Captured is a 1998 direct-to-video action film directed by Peter Liapis and starring Nick Mancuso, Andrew Divoff, Michael Mahonen and Linda Hoffman.

Plot
The film follows Holden Downs (Nick Mancuso), a powerful, hot-tempered workaholic real estate developer struggling with an environmental injunction against a property that he plans to build, which threatens to halt construction of his dream development. Brothers Joey (Michael Mahonen) and Robert Breed (Andrew Divoff) attempt to steal Holden's prized possession, a Porsche 911 Turbo until Holden arrives, fights him off and breaks his arm. Robert creates a diversion, knocks Holden down and threatens to steal his car again. Holden enlists the help of his nephew Buddy (Seth Peterson) to reinforce his car's security system, as Holden continues to deal with worsening news about his property development and his crumbling marriage with his wife, Faye Downs (Linda Hoffman).

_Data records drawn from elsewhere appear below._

pub mod todo_service;

pub use todo_service::{SaveOutcome, TodoService};
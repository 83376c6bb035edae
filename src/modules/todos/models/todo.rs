use chrono::NaiveDate;
use serde::{Deserialize, Serialize};
use sqlx::FromRow;

/// A ToDo record.
///
/// All fields are optional; `id` is assigned by the database on first save
/// and is immutable afterwards. `creation_date` is client-supplied, not
/// server-stamped.
#[derive(Debug, Clone, Default, Serialize, Deserialize, FromRow)]
#[serde(rename_all = "camelCase")]
pub struct Todo {
    pub id: Option<i64>,
    pub name: Option<String>,
    pub description: Option<String>,
    pub creation_date: Option<NaiveDate>,
}

impl Todo {
    pub fn id(mut self, id: i64) -> Self {
        self.id = Some(id);
        self
    }

    pub fn name(mut self, name: impl Into<String>) -> Self {
        self.name = Some(name.into());
        self
    }

    pub fn description(mut self, description: impl Into<String>) -> Self {
        self.description = Some(description.into());
        self
    }

    pub fn creation_date(mut self, creation_date: NaiveDate) -> Self {
        self.creation_date = Some(creation_date);
        self
    }
}

/// Identity-based equality: two ToDos are equal iff both have an id and the
/// ids match. An unsaved ToDo (id `None`) is never equal to anything,
/// including a clone of itself. This is the entity contract, not an
/// oversight; `Eq` is deliberately not implemented since the relation is
/// not reflexive for unsaved rows.
impl PartialEq for Todo {
    fn eq(&self, other: &Self) -> bool {
        match (self.id, other.id) {
            (Some(a), Some(b)) => a == b,
            _ => false,
        }
    }
}
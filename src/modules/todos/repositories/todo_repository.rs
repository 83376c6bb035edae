use async_trait::async_trait;
use sqlx::SqlitePool;

use crate::core::{Page, PageRequest, Result};
use crate::modules::todos::models::Todo;

/// Storage provider contract for ToDo records.
///
/// `save` has upsert semantics: a ToDo without an id is inserted and comes
/// back with the database-assigned id; a ToDo with an id replaces the row
/// with that id, inserting it if it does not exist yet.
#[async_trait]
pub trait TodoRepository: Send + Sync {
    /// Ordered, paginated find-all with the total row count attached
    async fn find_all(&self, page: &PageRequest) -> Result<Page<Todo>>;

    /// Find a ToDo by id
    async fn find_by_id(&self, id: i64) -> Result<Option<Todo>>;

    /// Upsert a ToDo, returning the persisted row
    async fn save(&self, todo: &Todo) -> Result<Todo>;

    /// Delete by id; a no-op when the id does not exist
    async fn delete_by_id(&self, id: i64) -> Result<()>;

    /// Total number of ToDo rows
    async fn count(&self) -> Result<i64>;
}

/// SQLite-backed repository for ToDo records
pub struct SqliteTodoRepository {
    pool: SqlitePool,
}

impl SqliteTodoRepository {
    pub fn new(pool: SqlitePool) -> Self {
        Self { pool }
    }
}

#[async_trait]
impl TodoRepository for SqliteTodoRepository {
    async fn find_all(&self, page: &PageRequest) -> Result<Page<Todo>> {
        // Column and direction come from the PageRequest whitelist, never
        // from raw user input.
        let (column, direction) = page.order_by();
        let sql = format!(
            "SELECT id, name, description, creation_date FROM to_do \
             ORDER BY {column} {direction} LIMIT ? OFFSET ?"
        );

        // One transaction so the page and its total count see the same
        // snapshot under concurrent writes.
        let mut tx = self.pool.begin().await?;

        let items = sqlx::query_as::<_, Todo>(&sql)
            .bind(page.limit())
            .bind(page.offset())
            .fetch_all(&mut *tx)
            .await?;

        let total: i64 = sqlx::query_scalar("SELECT COUNT(*) FROM to_do")
            .fetch_one(&mut *tx)
            .await?;

        tx.commit().await?;

        Ok(Page {
            items,
            total,
            page: page.page.max(0),
            size: page.limit(),
        })
    }

    async fn find_by_id(&self, id: i64) -> Result<Option<Todo>> {
        let todo = sqlx::query_as::<_, Todo>(
            "SELECT id, name, description, creation_date FROM to_do WHERE id = ?",
        )
        .bind(id)
        .fetch_optional(&self.pool)
        .await?;

        Ok(todo)
    }

    async fn save(&self, todo: &Todo) -> Result<Todo> {
        match todo.id {
            None => {
                let result = sqlx::query(
                    "INSERT INTO to_do (name, description, creation_date) VALUES (?, ?, ?)",
                )
                .bind(&todo.name)
                .bind(&todo.description)
                .bind(todo.creation_date)
                .execute(&self.pool)
                .await?;

                Ok(Todo {
                    id: Some(result.last_insert_rowid()),
                    ..todo.clone()
                })
            }
            Some(id) => {
                sqlx::query(
                    "INSERT INTO to_do (id, name, description, creation_date) \
                     VALUES (?, ?, ?, ?) \
                     ON CONFLICT(id) DO UPDATE SET \
                         name = excluded.name, \
                         description = excluded.description, \
                         creation_date = excluded.creation_date",
                )
                .bind(id)
                .bind(&todo.name)
                .bind(&todo.description)
                .bind(todo.creation_date)
                .execute(&self.pool)
                .await?;

                Ok(todo.clone())
            }
        }
    }

    async fn delete_by_id(&self, id: i64) -> Result<()> {
        // No existence check; deleting a missing id is not an error
        sqlx::query("DELETE FROM to_do WHERE id = ?")
            .bind(id)
            .execute(&self.pool)
            .await?;

        Ok(())
    }

    async fn count(&self) -> Result<i64> {
        let total: i64 = sqlx::query_scalar("SELECT COUNT(*) FROM to_do")
            .fetch_one(&self.pool)
            .await?;

        Ok(total)
    }
}
use crate::core::{AppError, Result};
use sqlx::sqlite::{SqlitePool, SqlitePoolOptions};
use std::env;
use std::time::Duration;

#[derive(Debug, Clone)]
pub struct DatabaseConfig {
    pub url: String,
    pub max_connections: u32,
}

impl DatabaseConfig {
    pub fn from_env() -> Result<Self> {
        Ok(DatabaseConfig {
            // mode=rwc creates the database file on first run
            url: env::var("DATABASE_URL")
                .unwrap_or_else(|_| "sqlite://hip_todo.db?mode=rwc".to_string()),
            max_connections: env::var("DATABASE_MAX_CONNECTIONS")
                .unwrap_or_else(|_| "5".to_string())
                .parse()
                .map_err(|_| {
                    AppError::Configuration("Invalid DATABASE_MAX_CONNECTIONS".to_string())
                })?,
        })
    }

    /// Create a SQLite connection pool
    pub async fn create_pool(&self) -> Result<SqlitePool> {
        SqlitePoolOptions::new()
            .max_connections(self.max_connections)
            .acquire_timeout(Duration::from_secs(30))
            .connect(&self.url)
            .await
            .map_err(AppError::Database)
    }
}
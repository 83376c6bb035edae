use std::sync::Arc;

use crate::core::error::AppError;
use crate::core::{Page, PageRequest};
use crate::modules::todos::models::Todo;
use crate::modules::todos::repositories::todo_repository::TodoRepository;

/// Result of an upsert, so the HTTP layer can distinguish a freshly
/// created row (201) from an updated one (200).
pub struct SaveOutcome {
    pub todo: Todo,
    pub created: bool,
}

/// Service for ToDo business logic
pub struct TodoService {
    repo: Arc<dyn TodoRepository>,
}

impl TodoService {
    pub fn new(repo: Arc<dyn TodoRepository>) -> Self {
        Self { repo }
    }

    /// Create a new ToDo. The request must not carry an id; a supplied id
    /// is a validation error, not an update, and nothing is persisted.
    pub async fn create(&self, todo: Todo) -> Result<Todo, AppError> {
        if todo.id.is_some() {
            return Err(AppError::validation(
                "idexists",
                "id",
                "A new toDo cannot already have an id",
            ));
        }

        self.repo.save(&todo).await
    }

    /// Upsert a ToDo. Without an id this takes the same save path as
    /// create and reports the row as newly created; with an id the row is
    /// replaced in place.
    pub async fn update(&self, todo: Todo) -> Result<SaveOutcome, AppError> {
        let created = todo.id.is_none();
        let todo = self.repo.save(&todo).await?;

        Ok(SaveOutcome { todo, created })
    }

    /// Fetch a ToDo by id
    pub async fn get(&self, id: i64) -> Result<Todo, AppError> {
        self.repo
            .find_by_id(id)
            .await?
            .ok_or_else(|| AppError::not_found(format!("toDo {id}")))
    }

    /// Fetch one page of ToDos; no filtering is supported
    pub async fn list(&self, page: &PageRequest) -> Result<Page<Todo>, AppError> {
        self.repo.find_all(page).await
    }

    /// Delete a ToDo by id. Idempotent; deleting an unknown id succeeds.
    pub async fn delete(&self, id: i64) -> Result<(), AppError> {
        self.repo.delete_by_id(id).await
    }
}
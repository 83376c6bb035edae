use crate::core::Result;
use std::env;

pub mod database;
pub mod server;

pub use database::DatabaseConfig;
pub use server::ServerConfig;

/// Main application configuration
#[derive(Debug, Clone)]
pub struct Config {
    pub app: AppConfig,
    pub database: DatabaseConfig,
    pub server: ServerConfig,
}

#[derive(Debug, Clone)]
pub struct AppConfig {
    pub env: String,
    pub log_level: String,
}

impl Config {
    /// Load configuration from environment variables
    pub fn from_env() -> Result<Self> {
        // Load .env file if present
        dotenvy::dotenv().ok();

        Ok(Config {
            app: AppConfig {
                env: env::var("APP_ENV").unwrap_or_else(|_| "development".to_string()),
                log_level: env::var("LOG_LEVEL").unwrap_or_else(|_| "info".to_string()),
            },
            database: DatabaseConfig::from_env()?,
            server: ServerConfig::from_env()?,
        })
    }
}
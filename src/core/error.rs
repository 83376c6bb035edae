use actix_web::{error::ResponseError, http::StatusCode, HttpResponse};

/// Application-wide Result type
pub type Result<T> = std::result::Result<T, AppError>;

/// Main application error type
///
/// Every handler returns `Result<HttpResponse, AppError>`; the
/// `ResponseError` impl below is the single place where error kinds are
/// mapped to HTTP status codes and response bodies.
#[derive(thiserror::Error, Debug)]
pub enum AppError {
    /// Request violates a precondition (e.g. an id supplied on create).
    /// Carries a machine-readable error code and the offending field.
    #[error("Validation error: {message}")]
    Validation {
        code: String,
        field: String,
        message: String,
    },

    /// Requested resource does not exist
    #[error("Not found: {0}")]
    NotFound(String),

    /// Database operation errors
    #[error("Database error: {0}")]
    Database(#[from] sqlx::Error),

    /// Schema migration errors
    #[error("Migration error: {0}")]
    Migration(#[from] sqlx::migrate::MigrateError),

    /// Configuration errors
    #[error("Configuration error: {0}")]
    Configuration(String),

    /// Internal server errors
    #[error("Internal error: {0}")]
    Internal(String),
}

impl ResponseError for AppError {
    fn error_response(&self) -> HttpResponse {
        match self {
            AppError::Validation {
                code,
                field,
                message,
            } => HttpResponse::BadRequest().json(serde_json::json!({
                "error": {
                    "code": code,
                    "field": field,
                    "message": message,
                }
            })),
            // Not-found responses carry an empty body
            AppError::NotFound(_) => HttpResponse::NotFound().finish(),
            _ => {
                let status_code = self.status_code();
                HttpResponse::build(status_code).json(serde_json::json!({
                    "error": {
                        "code": status_code.as_u16(),
                        "message": self.to_string(),
                    }
                }))
            }
        }
    }

    fn status_code(&self) -> StatusCode {
        match self {
            AppError::Validation { .. } => StatusCode::BAD_REQUEST,
            AppError::NotFound(_) => StatusCode::NOT_FOUND,
            AppError::Database(_) => StatusCode::INTERNAL_SERVER_ERROR,
            AppError::Migration(_) => StatusCode::INTERNAL_SERVER_ERROR,
            AppError::Configuration(_) => StatusCode::INTERNAL_SERVER_ERROR,
            AppError::Internal(_) => StatusCode::INTERNAL_SERVER_ERROR,
        }
    }
}

// Helper functions for common error scenarios
impl AppError {
    pub fn validation(
        code: impl Into<String>,
        field: impl Into<String>,
        message: impl Into<String>,
    ) -> Self {
        AppError::Validation {
            code: code.into(),
            field: field.into(),
            message: message.into(),
        }
    }

    pub fn not_found(resource: impl Into<String>) -> Self {
        AppError::NotFound(resource.into())
    }

    pub fn internal(msg: impl Into<String>) -> Self {
        AppError::Internal(msg.into())
    }
}
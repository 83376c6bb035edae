pub mod todo_controller;

pub use todo_controller::configure;
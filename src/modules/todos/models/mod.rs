pub mod todo;

pub use todo::Todo;
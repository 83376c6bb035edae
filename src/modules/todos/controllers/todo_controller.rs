use std::sync::Arc;

use actix_web::{web, HttpResponse};

use crate::core::error::AppError;
use crate::core::pagination::{link_header, PageRequest};
use crate::modules::todos::models::Todo;
use crate::modules::todos::services::todo_service::TodoService;

const BASE_PATH: &str = "/api/to-dos";

fn location(todo: &Todo) -> Result<String, AppError> {
    let id = todo
        .id
        .ok_or_else(|| AppError::internal("persisted toDo has no id"))?;
    Ok(format!("{BASE_PATH}/{id}"))
}

/// Create a new ToDo
/// POST /api/to-dos
pub async fn create_todo(
    service: web::Data<Arc<TodoService>>,
    request: web::Json<Todo>,
) -> Result<HttpResponse, AppError> {
    let todo = service.create(request.into_inner()).await?;

    tracing::debug!(id = todo.id, "created toDo");

    Ok(HttpResponse::Created()
        .insert_header(("Location", location(&todo)?))
        .json(todo))
}

/// Upsert a ToDo
/// PUT /api/to-dos
///
/// A body without an id falls through to the create path and answers 201,
/// matching the storage provider's upsert semantics.
pub async fn update_todo(
    service: web::Data<Arc<TodoService>>,
    request: web::Json<Todo>,
) -> Result<HttpResponse, AppError> {
    let outcome = service.update(request.into_inner()).await?;

    if outcome.created {
        Ok(HttpResponse::Created()
            .insert_header(("Location", location(&outcome.todo)?))
            .json(outcome.todo))
    } else {
        Ok(HttpResponse::Ok().json(outcome.todo))
    }
}

/// List ToDos, paginated
/// GET /api/to-dos?page&size&sort
pub async fn list_todos(
    service: web::Data<Arc<TodoService>>,
    query: web::Query<PageRequest>,
) -> Result<HttpResponse, AppError> {
    let request = query.into_inner();
    let page = service.list(&request).await?;

    Ok(HttpResponse::Ok()
        .insert_header(("X-Total-Count", page.total.to_string()))
        .insert_header(("Link", link_header(BASE_PATH, &request, page.total)))
        .json(page.items))
}

/// Get a ToDo by id
/// GET /api/to-dos/{id}
pub async fn get_todo(
    service: web::Data<Arc<TodoService>>,
    path: web::Path<i64>,
) -> Result<HttpResponse, AppError> {
    let todo = service.get(path.into_inner()).await?;

    Ok(HttpResponse::Ok().json(todo))
}

/// Delete a ToDo by id
/// DELETE /api/to-dos/{id}
///
/// Always answers 200; deleting an id that does not exist is not an error.
pub async fn delete_todo(
    service: web::Data<Arc<TodoService>>,
    path: web::Path<i64>,
) -> Result<HttpResponse, AppError> {
    let id = path.into_inner();
    service.delete(id).await?;

    tracing::debug!(id, "deleted toDo");

    Ok(HttpResponse::Ok().finish())
}

/// Configure ToDo routes
pub fn configure(cfg: &mut web::ServiceConfig) {
    cfg.service(
        web::scope("/api/to-dos")
            .route("", web::post().to(create_todo))
            .route("", web::put().to(update_todo))
            .route("", web::get().to(list_todos))
            .route("/{id}", web::get().to(get_todo))
            .route("/{id}", web::delete().to(delete_todo)),
    );
}
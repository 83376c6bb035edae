// Contract tests for the ToDo API wire format.
//
// These validate the JSON shapes exchanged over HTTP:
// - create requests carry no id
// - responses expose all four entity fields under their camelCase names
// - validation failures carry a machine-readable code and the offending field

use hip_todo::modules::todos::Todo;
use serde_json::json;

#[test]
fn test_create_request_schema() {
    let request = json!({
        "name": "A",
        "description": "A",
        "creationDate": "1970-01-01"
    });

    assert!(request.get("id").is_none(), "create requests must not carry an id");
    assert!(request["name"].is_string());
    assert!(request["description"].is_string());
    assert!(request["creationDate"].is_string());

    // The body must deserialize into the entity
    let todo: Todo = serde_json::from_value(request).unwrap();
    assert!(todo.id.is_none());
    assert_eq!(todo.name.as_deref(), Some("A"));
}

#[test]
fn test_todo_response_schema() {
    let response = json!({
        "id": 1,
        "name": "AAAAAAAAAA",
        "description": "AAAAAAAAAA",
        "creationDate": "1970-01-01"
    });

    assert!(response.get("id").is_some(), "response must include 'id'");
    assert!(response["id"].is_i64(), "id must be numeric");
    assert!(response.get("name").is_some(), "response must include 'name'");
    assert!(
        response.get("description").is_some(),
        "response must include 'description'"
    );
    assert!(
        response.get("creationDate").is_some(),
        "response must include 'creationDate'"
    );
}

#[test]
fn test_all_fields_are_optional_on_the_wire() {
    let todo: Todo = serde_json::from_str("{}").unwrap();
    assert!(todo.id.is_none());
    assert!(todo.name.is_none());
    assert!(todo.description.is_none());
    assert!(todo.creation_date.is_none());
}

#[test]
fn test_serialized_entity_matches_response_schema() {
    let todo = Todo::default()
        .id(1)
        .name("AAAAAAAAAA")
        .description("AAAAAAAAAA")
        .creation_date(chrono::NaiveDate::from_ymd_opt(1970, 1, 1).unwrap());

    let value = serde_json::to_value(&todo).unwrap();
    assert_eq!(value["id"], 1);
    assert_eq!(value["name"], "AAAAAAAAAA");
    assert_eq!(value["description"], "AAAAAAAAAA");
    assert_eq!(value["creationDate"], "1970-01-01");
}

#[test]
fn test_validation_error_schema() {
    let response = json!({
        "error": {
            "code": "idexists",
            "field": "id",
            "message": "A new toDo cannot already have an id"
        }
    });

    let error = &response["error"];
    assert_eq!(error["code"], "idexists");
    assert_eq!(error["field"], "id");
    assert!(error["message"].is_string());
}
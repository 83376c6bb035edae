pub mod todo_repository;

pub use todo_repository::{SqliteTodoRepository, TodoRepository};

Robert breaks into his house and subsequently attempts stealing the car again, but discovers its new security features: Bulletproof glass, reinforced interior, remote-controlled windows and stereo, and a lockdown feature where he is trapped within the car and held hostage. After refusing to cooperate with Holden, he begins torturing Robert by blaring loud music and withholding food and water after mocking him the next day. Meanwhile, Holden loses his case and employees, but then suddenly remembers that his maid (Luisa Leschin) is at his house and rushes home just in time to prevent her from entering the garage, where Robert has been honking the horn to summon for help after seeing her. Robert continues to mock Holden to the point where he fires a warning shot at Robert, but winds up in a scuffle and Holden replicates Sharia Law and cuts off Robert's fingers with pruning shears.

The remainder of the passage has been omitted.